Taehyung tak segera membalas, kakinya terus bergerak dengan kecepatan yang tidak biasa, membuka pintu mobil, lalu bergeming di kursi kemudi. Jungkook menyusul di sebelahnya dan duduk tanpa dosa.
"Apa aku akan diantar pulang?"
Hening
"Gantungan kuncinya baru ya?"
Tak ada jawaban.
"Parfum mobilnya juga enak, merek apa?"
Alis Taehyung berkedut.
"Dingin ya?"
BUGH!
Taehyung menghantam setir, "Kau!"
Pemuda di sampingnya mengerjap kaku, berusaha terlihat polos walau rasanya sulit, "Ya?"
"Seenaknya menghilang begitu lama tanpa memberi kabar dan hal pertama yang kau lakukan adalah menyuruhku memberi jaminan?" sergah Taehyung menggelegar, "Kau satu-satunya manusia yang berhasil membuatku frustasi selama setahun terakhir dengan alamat yang tak bisa dilacak dan terima kasih banyak sudah membangunkanku di tengah jam istirahat karena harus menyetir ke kantor polisi setelah operasi besar semalam suntuk sampai kepalaku hampir pecah, dan—astaga! Kenapa aku masih melindungi makhluk ini?"

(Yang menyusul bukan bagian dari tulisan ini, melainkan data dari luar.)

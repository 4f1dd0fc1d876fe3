use std::fmt;
use std::str::FromStr;

use serde::{Deserialize, Serialize};
use thiserror::Error;

#[derive(Debug, Error, Clone, PartialEq, Eq)]
#[non_exhaustive]
pub enum CategoryError {
    #[error("category key is empty")]
    Empty,

    #[error("category key contains an invalid character: {found:?}")]
    InvalidCharacter { found: char },
}

/// Validated category key: the path segment that selects a question set
/// on the server, e.g. `python` in `/quiz/python/get_question`.
#[derive(Clone, PartialEq, Eq, Hash, Serialize, Deserialize)]
pub struct CategoryKey(String);

impl CategoryKey {
    /// Create a validated category key.
    ///
    /// # Errors
    ///
    /// Returns `CategoryError::Empty` if the key is empty after trimming.
    /// Returns `CategoryError::InvalidCharacter` for separators or whitespace,
    /// which would change the meaning of the request path.
    pub fn new(value: impl Into<String>) -> Result<Self, CategoryError> {
        let raw = value.into();
        let trimmed = raw.trim();
        if trimmed.is_empty() {
            return Err(CategoryError::Empty);
        }
        if let Some(found) = trimmed
            .chars()
            .find(|c| matches!(c, '/' | '?' | '#') || c.is_whitespace())
        {
            return Err(CategoryError::InvalidCharacter { found });
        }
        Ok(Self(trimmed.to_string()))
    }

    #[must_use]
    pub fn as_str(&self) -> &str {
        &self.0
    }

    /// Display title for the quiz header: `python` renders as `Python`.
    #[must_use]
    pub fn title(&self) -> String {
        let mut chars = self.0.chars();
        match chars.next() {
            Some(first) => first.to_uppercase().chain(chars).collect(),
            None => String::new(),
        }
    }
}

impl fmt::Debug for CategoryKey {
    fn fmt(&self, f: &mut fmt::Formatter<'_>) -> fmt::Result {
        write!(f, "CategoryKey({})", self.0)
    }
}

impl fmt::Display for CategoryKey {
    fn fmt(&self, f: &mut fmt::Formatter<'_>) -> fmt::Result {
        write!(f, "{}", self.0)
    }
}

impl FromStr for CategoryKey {
    type Err = CategoryError;

    fn from_str(s: &str) -> Result<Self, Self::Err> {
        Self::new(s)
    }
}
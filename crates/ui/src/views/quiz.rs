mod quiz;

pub use quiz::QuizView;

#[cfg(test)]
pub(crate) use quiz::QuizTestHandles;
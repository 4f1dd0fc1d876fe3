use std::sync::Arc;

use dioxus::core::NoOpMutations;
use dioxus::prelude::*;
use dioxus_router::{Routable, Router};
use quiz_core::model::{CategoryKey, NarrationSettings};
use services::{QuizBackend, QuizFlowService, RetryPolicy, ScriptedQuestion, ScriptedQuizServer};

use crate::context::{UiApp, build_app_context};
use crate::views::quiz::QuizTestHandles;
use crate::views::{HomeView, QuizView};

struct TestApp {
    categories: Vec<CategoryKey>,
    quiz_flow: Arc<QuizFlowService>,
}

impl UiApp for TestApp {
    fn categories(&self) -> Vec<CategoryKey> {
        self.categories.clone()
    }

    fn narration(&self) -> NarrationSettings {
        NarrationSettings::default()
    }

    fn quiz_flow(&self) -> Arc<QuizFlowService> {
        Arc::clone(&self.quiz_flow)
    }
}

#[derive(Clone, PartialEq, Eq)]
pub enum ViewKind {
    Home,
    Quiz(String),
}

#[derive(Props, Clone)]
struct ViewHarnessProps {
    app: Arc<TestApp>,
    view: ViewKind,
    quiz_handles: Option<QuizTestHandles>,
}

impl PartialEq for ViewHarnessProps {
    fn eq(&self, _other: &Self) -> bool {
        true
    }
}

impl Eq for ViewHarnessProps {}

#[component]
fn ViewRouterHarness(props: ViewHarnessProps) -> Element {
    let app: Arc<dyn UiApp> = props.app.clone();
    use_context_provider(|| build_app_context(&app));
    use_context_provider(|| props.view);
    if let Some(handles) = props.quiz_handles.clone() {
        use_context_provider(|| handles);
    }
    rsx! { Router::<TestRoute> {} }
}

#[derive(Clone, Routable, PartialEq)]
#[rustfmt::skip]
enum TestRoute {
    #[route("/")]
    Root {},
}

#[component]
fn Root() -> Element {
    let view = use_context::<ViewKind>();
    match view {
        ViewKind::Home => rsx! { HomeView {} },
        ViewKind::Quiz(category) => rsx! { QuizView { category } },
    }
}

pub struct ViewHarness {
    pub dom: VirtualDom,
    pub quiz_handles: Option<QuizTestHandles>,
}

impl ViewHarness {
    pub fn rebuild(&mut self) {
        self.dom.rebuild_in_place();
        drive_dom(&mut self.dom);
    }

    pub async fn drive_async(&mut self) {
        let _ = tokio::time::timeout(
            std::time::Duration::from_millis(50),
            self.dom.wait_for_work(),
        )
        .await;
        self.dom.render_immediate(&mut NoOpMutations);
        self.dom.process_events();
    }

    pub fn render(&self) -> String {
        dioxus_ssr::render(&self.dom)
    }
}

pub fn drive_dom(dom: &mut VirtualDom) {
    dom.process_events();
    dom.render_immediate(&mut NoOpMutations);
    dom.process_events();
}

fn default_categories() -> Vec<CategoryKey> {
    ["python", "java", "cpp"]
        .into_iter()
        .map(|key| CategoryKey::new(key).expect("valid category key"))
        .collect()
}

pub fn setup_view_harness(view: ViewKind, questions: Vec<ScriptedQuestion>) -> ViewHarness {
    setup_view_harness_with_backend(view, Arc::new(ScriptedQuizServer::new(questions)))
}

pub fn setup_view_harness_with_server(view: ViewKind, server: ScriptedQuizServer) -> ViewHarness {
    setup_view_harness_with_backend(view, Arc::new(server))
}

pub fn setup_view_harness_with_backend(
    view: ViewKind,
    backend: Arc<dyn QuizBackend>,
) -> ViewHarness {
    // No retry sleeps in the render loop; error tests assert the first failure.
    let quiz_flow = Arc::new(QuizFlowService::new(backend).with_retry_policy(RetryPolicy::none()));
    let app = Arc::new(TestApp {
        categories: default_categories(),
        quiz_flow,
    });

    let quiz_handles = match view {
        ViewKind::Quiz(_) => Some(QuizTestHandles::default()),
        ViewKind::Home => None,
    };

    let dom = VirtualDom::new_with_props(
        ViewRouterHarness,
        ViewHarnessProps {
            app,
            view,
            quiz_handles: quiz_handles.clone(),
        },
    );
    ViewHarness { dom, quiz_handles }
}
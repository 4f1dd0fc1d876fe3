//! Read-aloud of question and feedback text through the webview's
//! speech synthesis API.
//!
//! Utterances queue and play back-to-back; nothing cancels speech already
//! in flight.

use dioxus::document::eval;

use quiz_core::model::NarrationSettings;

/// Build the speech script for `text`, or `None` when narration is disabled
/// or there is nothing to say.
#[must_use]
pub fn speech_script(text: &str, settings: &NarrationSettings) -> Option<String> {
    if !settings.enabled() || text.trim().is_empty() {
        return None;
    }

    Some(format!(
        r#"(function() {{
            if (!window.speechSynthesis) return;
            const msg = new SpeechSynthesisUtterance({text:?});
            msg.rate = {rate};
            msg.pitch = {pitch};
            msg.lang = {lang:?};
            window.speechSynthesis.speak(msg);
        }})();"#,
        text = text,
        rate = settings.rate(),
        pitch = settings.pitch(),
        lang = settings.lang(),
    ))
}

/// Speak `text` if narration is enabled. The settings are consulted per
/// call, so a toggle applies from the next narration onward.
pub fn narrate(text: &str, settings: &NarrationSettings) {
    if let Some(script) = speech_script(text, settings) {
        let _ = eval(&script);
    }
}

"Uh, yah," Jungkook mengulum lidah canggung, dahinya digaruk-garuk, "Karena?"
"Tutup mulut."
"Atau?"
"Jeon Jungkook!"
"Oke, oke, damai."
.
.
Mobil Taehyung melaju seperti daun tertiup angin. Lepas. Meluncur di jalanan yang lengang. Tidak, pria itu tak membawa Jungkook balik kucing ke Busan, bukan pulang ke apartemennya, bukan pula ke rumah Taehyung. Cukup menarik sebab Jungkook sama sekali tak memiliki petunjuk tentang kemana mereka akan pergi, setidaknya pada menit-menit pertama.
Hingga hitungan menit berubah menjadi jam, mobil tersebut tetap melaju tanpa mengurangi kecepatan dan Jungkook mulai terserang kantuk. Arlojinya menunjukkan pukul setengah empat pagi. Taehyung harusnya tahu bahwa ini bukan hari Minggu dan Jungkook harus ada di kelas filsafat pukul sembilan. Dia mencoba berbisik tadi, namun pria itu tetap bungkam. Melirik pun tidak.
Pukul setengah lima—akhirnya, batin Jungkook riang sewaktu Taehyung memarkir mobilnya di tengah lapangan kosong yang penuh rerumputan dan ilalang. Membuka pintu, Jungkook menikmati udara segar pertamanya usai berjam-jam terperangkap dalam kendaraan. Lengannya direntangkan, menengadah, dan menghirup napas panjang penuh kelegaan. Wangi embun yang menguar seolah memberinya nyawa kedua setelah semalaman mendekam di ruangan pengap penuh tatap curiga dan pertanyaan tak masuk akal.
Jujur, anginnya cukup dingin. Tapi hei, sejak awal Jungkook hanya berniat singgah di bar dan berpakaian sewajarnya. Kaus lengan pendek, jins, tanpa tambahan berarti. Diliriknya Taehyung yang menyambar jas dari bangku penumpang dan merentangkannya di udara. Jungkook sedikit berharap pria itu akan meminjami benda tersebut dan berlaku jantan meski pada seorang mantan. Tapi tidak. Bahkan tanpa menoleh, Taehyung melewatinya dan bergerak menapaki tanjakan.
"Ayo cepat."
Jungkook melengos hambar dan mengekor di belakang.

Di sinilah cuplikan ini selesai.